The New Yorker recently published an article, and somewhat homage, to the Bayonne Bridge. This structure, which connects Staten Island, NY to Bayonne, NJ over the Kill van Kull strait, has undergone extensive construction to lift the bridge while leaving the supports intact – the previous platform has been removed, a new and much higher platform has been established, and the scenic erector set-like structure remains untouched.

Ian Frazier’s article in The New Yorker notes some reasons why these changes were necessary. He states that “New York was once the busiest port in the world, but for decades the Port Authority turned its attention away from the waterfront, to new highways and real estate like the World Trade Center. By the early two-thousands, the port had fallen to fifteenth busiest in the world and third in the country (after the West Coast ports of Long Beach and Los Angeles).” To be frank, as demand grows, vessels grow with it, and much of the world’s infrastructure is not yet equipped to handle these gargantuan mega-ships – including New York and New Jersey’s Bayonne Bridge.

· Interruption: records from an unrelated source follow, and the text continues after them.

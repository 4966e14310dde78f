//! End-to-end `generate` behavior through the public API.

use mail_tracker::prelude::*;
use std::sync::Arc;

struct FixedIdSource;

impl TrackingIdSource for FixedIdSource {
    fn next_id(&self) -> TrackingId {
        TrackingId::new("trk_1700000000000_fixedfixedid")
    }
}

fn config() -> TrackingConfig {
    TrackingConfig::new("https://open.test/t", "https://click.test/t")
}

fn transform() -> TrackingTransform {
    TrackingTransform::with_id_source(config(), Arc::new(FixedIdSource))
}

#[test]
fn tracked_html_always_starts_with_hidden_pixel() {
    let t = transform();

    for body in ["", "plain text", "with a link http://a.com"] {
        let result = t.generate(&TrackingRequest::new(body, "u@e.com"));

        assert!(result.tracked_html.starts_with("<img src=\"https://open.test/t?id="));
        assert!(result.tracked_html.contains("style=\"display:none;\""));
    }
}

#[test]
fn empty_body_yields_pixel_only_result() {
    let result = transform().generate(&TrackingRequest::new("", "u@e.com"));

    assert_eq!(result.link_count, 0);
    assert!(result.tracked_html.ends_with(r#"alt="" />"#));
    assert!(!result.tracked_html.contains("<a href="));
}

#[test]
fn distinct_calls_produce_distinct_tracking_ids() {
    // Real id source here, not the fixed one.
    let t = TrackingTransform::new(config());
    let request = TrackingRequest::new("same body", "u@e.com");

    let first = t.generate(&request);
    let second = t.generate(&request);

    assert_ne!(first.tracking_id, second.tracking_id);
}

#[test]
fn multi_url_body_counts_and_wraps_each_occurrence() {
    let result = transform().generate(&TrackingRequest::new(
        "Visit http://a.com and http://b.com/page?x=1, thanks",
        "u@e.com",
    ));

    assert_eq!(result.link_count, 2);
    assert_eq!(result.tracked_html.matches("<a href=").count(), 2);
    // The comma after the second URL stays outside the anchor.
    assert!(result.tracked_html.contains("</a>, thanks"));
}

#[test]
fn signature_is_appended_verbatim_and_never_wrapped() {
    let signature = r#"<p>Jane Doe<br>https://corp.example/about</p>"#;

    let mut request = TrackingRequest::new("body with http://a.com inside", "u@e.com");
    request.signature_html = Some(signature.to_string());

    let result = transform().generate(&request);

    assert!(result.tracked_html.ends_with(signature));
    // Only the body link is wrapped; the signature URL is untouched.
    assert_eq!(result.tracked_html.matches("<a href=").count(), 1);
    assert_eq!(result.link_count, 1);
}

#[test]
fn plain_text_newlines_become_breaks() {
    let result = transform().generate(&TrackingRequest::new("one\ntwo\nthree", "u@e.com"));
    assert!(result.tracked_html.contains("one<br>two<br>three"));
}

#[test]
fn html_bodies_skip_newline_conversion() {
    let result = transform().generate(&TrackingRequest::new(
        "<html><p>one\ntwo</p></html>",
        "u@e.com",
    ));

    assert!(result.tracked_html.contains("one\ntwo"));
    assert!(!result.tracked_html.contains("<br>"));
}

#[test]
fn personalization_fills_placeholders_per_recipient() {
    let mut request = TrackingRequest::new(
        "Hi {{name}} at {{company}}, this went to {{email}}",
        "ada@acme.com",
    );
    request.recipient_name = Some("Ada".to_string());
    request.recipient_company = Some("Acme".to_string());

    let result = transform().generate(&request);

    assert!(result.tracked_html.contains("Hi Ada at Acme, this went to ada@acme.com"));
}

#[test]
fn result_serializes_for_persistence() {
    let result = transform().generate(&TrackingRequest::new("a body http://a.com", "u@e.com"));
    let value = serde_json::to_value(&result).unwrap();

    assert_eq!(value["tracking_id"], "trk_1700000000000_fixedfixedid");
    assert_eq!(value["link_count"], 1);
    assert!(value["tracked_html"].as_str().unwrap().starts_with("<img "));
}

Before construction to raise the bridge began, larger vessels were forced to execute elaborate maneuvers to ease their way beneath the low-hanging platform. Ships would need to take on ballast – water brought into a tank in order to control stability – to add weight to the aft where the superstructure or “house” (the tallest portion of the vessel) is located to force it down and ensure it will clear the bottom of the bridge.

A source within a vessel planning division notes that, “the air-gap, or distance from the water to the bottom of the bridge, depends on the tide. At low tide it was approximately 47.5 meters (156’). The maximum air-draft (portion of the vessel above the water) that a vessel could have to pass safely under the bridge was 46.63 meters (153’). This would allow for one meter of clearance from the top of the ship to the bottom of the bridge. The ship would have to time its passage under the bridge at low tide during the maximum air-gap.”

An example of this tight clearance can be seen here, as MSC Agadir moves beneath the Bayonne Bridge before the platform was raised.

The project to raise the bridge cost $1.6 billion, and lifted the road 64 feet — from 151 feet to 215 feet — within the confines of the bridge’s current arch.

The problem posed by the pre-construction Bayonne Bridge was not only with the low-hanging platform. The shallow waters of the Kill van Kull strait were another concern. A vessel moving through this narrow passage would need to consider the draft, the depth of a ship’s keel below the waterline. Although low-tide is an ideal time in regards to the highest point of the vessel, it is perilous when we consider the lowest point of the vessel. If the keel hits the bottom of the strait it could risk running-aground and becoming stuck or severely damaging the vessel and endangering the crew, the environment, and the goods aboard.

Frazier mentions that “fully loaded, the biggest container ships draw about fifty feet of water.” Before dredging, the strait had a “thirty-five-to-forty-five-foot minimum average in key areas of the harbor… Kill van Kull now resembles a canyon. Its depth has been increased to a minimum of about fifty-one feet; at high tide, it’s about six feet deeper.” The dredging project lasted about twelve years, and cost nearly $2.1 billion.

With the completion of the dredging project, and construction on the bridge, carriers no longer face dangers moving even their largest vessels through the strait. In September 2017, CMA CGM had the honor of debuting the largest ship to ever enter New York Harbor, and the biggest to ever call any port on the East Coast: CMA CGM Theodore. Frazier captures the significance of the moment in his article when he mentions that “as the ship was approaching the bridge, Captain Naples stepped out of the wheelhouse and stood on the bridge wing beside it. ‘The wheelhouse on that ship is at the same height where the old roadway used to be,’ he told me.”

Click here to check out a time-lapse video of the Bayonne Bridge construction process.

Now that construction of the Bayonne Bridge is nearing completion, we can turn our attention to other infrastructure changes taking place around the world. Many ports along the U.S. East Coast are undergoing, or have made plans for, their own dredging projects including: Miami, Savannah, Norfolk, and Charleston ports. With the growth of the Panama Canal, once these East Coast projects have been completed, the U.S. West Coast may no longer be able to boast Long Beach and Los Angeles as the largest ports of U.S. imports and exports. These expansions can prevent the debilitating effects of strikes, such as those faced by the industry in 2014. More cargo will be able to be diverted to the restructured ports on the USEC. The expanded ports will face new challenges, too, like ever-prevalent trucker shortages, but these challenges will be overcome just like the others. If 2016 has taught us anything, it is that nothing seems to stop the growth of the logistics industry.